İsrail'in hedef odaklı suikastlarında, geçtiğimiz ocak ayında Beyrut'ta Hamas'ın Siyasi Büro Başkan Yardımcı Salih el-Aruri, temmuz ayı sonlarında yine Beyrut'ta Hizbullah’ın üst düzey komutanlarından Fuad Şükür ve Şükür’den kısa bir süre sonra da İsmail Heniyye öldürüldü.

dfv fdev
Patlayan çağrı cihazlarından birinden geri kalanlar Beyrut'ta sergilendi, 18 Eylül (AFP)

İsrail'in gizli operasyonlarının Mossad'ın imajını iyileştirmenin yanı sıra daha pratik bir etkisi de var. Saldırı büyük olasılıkla Hizbullah'ın komuta ve kontrol merkezini yok etti. Bu da öngörülebilir gelecekte Hizbullah için büyük iletişim sorunlarına yol açacak. Dahası, salı günü gerçekleşen saldırıda yüzlerce Hizbullah üyesi yaralandı. Bazılarının parmaklarının ya da ellerinin koptuğu ya da geçici de olsa sahadan uzaklaşmalarına neden olan başka yaralanmalar gibi fiziksel bozukluklara sebep olduğu şüphesiz.
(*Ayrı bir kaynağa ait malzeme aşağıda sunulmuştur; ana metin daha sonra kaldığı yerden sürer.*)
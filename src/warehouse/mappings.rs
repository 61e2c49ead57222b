use crate::warehouse::WarehouseTable;

/// Static column-name mappings: normalized frame column → warehouse
/// column.
///
/// Mappings are lookup tables fixed at build time; a column absent from
/// its table's map loads under its own name. The equity tables keep the
/// exchange's UDiFF vocabulary on the warehouse side so existing SQL
/// written against raw NSE files keeps working.
const EQUITY_OHLC_MAPPING: &[(&str, &str)] = &[
    ("trade_date", "TradDt"),
    ("symbol", "TckrSymb"),
    ("open", "OpnPric"),
    ("high", "HghPric"),
    ("low", "LwPric"),
    ("close", "ClsPric"),
    ("last_price", "LastPric"),
    ("prev_close", "PrvsClsgPric"),
    ("settlement_price", "SttlmPric"),
    ("volume", "TtlTradgVol"),
    ("turnover", "TtlTrfVal"),
    ("trades", "TtlNbOfTxsExctd"),
    ("isin", "ISIN"),
    ("instrument_id", "FinInstrmId"),
    ("instrument_type", "FinInstrmTp"),
    ("series", "SctySrs"),
    ("exchange", "Src"),
];

pub fn column_mapping(table: WarehouseTable) -> &'static [(&'static str, &'static str)] {
    match table {
        WarehouseTable::RawEquityOhlc | WarehouseTable::NormalizedEquityOhlc => {
            EQUITY_OHLC_MAPPING
        }
        // The remaining tables were designed against the normalized
        // vocabulary; they load by identity.
        _ => &[],
    }
}

/// Warehouse name for a normalized frame column.
pub fn map_column(table: WarehouseTable, frame_column: &str) -> &str {
    column_mapping(table)
        .iter()
        .find(|(from, _)| *from == frame_column)
        .map(|(_, to)| *to)
        .unwrap_or(frame_column)
}

/// Warehouse columns that must be present after mapping; their absence
/// fails the load before any insert.
pub fn required_columns(table: WarehouseTable) -> &'static [&'static str] {
    match table {
        WarehouseTable::RawEquityOhlc | WarehouseTable::NormalizedEquityOhlc => {
            &["event_id", "TradDt", "TckrSymb", "ClsPric"]
        }
        WarehouseTable::FeaturesEquityIndicators => &["event_id", "trade_date", "symbol"],
        WarehouseTable::BulkBlockDeals => {
            &["event_id", "symbol", "deal_type", "transaction_type", "deal_date"]
        }
        WarehouseTable::IndexConstituents => {
            &["event_id", "index_name", "symbol", "effective_date"]
        }
        WarehouseTable::OptionChain => {
            &["event_id", "symbol", "expiry_date", "strike_price", "option_type"]
        }
        WarehouseTable::TradingCalendar => &["calendar_date", "exchange"],
        WarehouseTable::CorporateActions => &["event_id", "symbol", "action_type", "ex_date"],
        WarehouseTable::SymbolMaster => &["symbol"],
        WarehouseTable::QuarterlyFinancials => &["event_id", "symbol", "period_end"],
    }
}

#[cfg(test)]
mod tests {
    use super::*;

    #[test]
    fn equity_columns_map_to_udiff_names() {
        assert_eq!(
            map_column(WarehouseTable::NormalizedEquityOhlc, "close"),
            "ClsPric"
        );
        assert_eq!(
            map_column(WarehouseTable::NormalizedEquityOhlc, "volume"),
            "TtlTradgVol"
        );
        // Envelope columns pass through unmapped.
        assert_eq!(
            map_column(WarehouseTable::NormalizedEquityOhlc, "event_id"),
            "event_id"
        );
    }

    #[test]
    fn identity_tables_keep_their_names() {
        assert_eq!(map_column(WarehouseTable::OptionChain, "strike_price"), "strike_price");
        assert!(column_mapping(WarehouseTable::TradingCalendar).is_empty());
    }

    #[test]
    fn every_table_declares_required_columns() {
        use strum::IntoEnumIterator;
        for table in WarehouseTable::iter() {
            assert!(!required_columns(table).is_empty(), "{table}");
        }
    }
}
Yemen'deki Husiler, Irak ve Suriye'deki milisler ve İran'ın diğer vekilleri daha fazla önlem almaya başlayacaktır. Bu durum söz konusu grupların birbirleriyle iletişim kurma şekillerinde değişikliklere yol açarak koordinasyon düzeylerini doğrudan etkileyebilir ve saldırı düzenleme kabiliyetlerini engelleyebilir.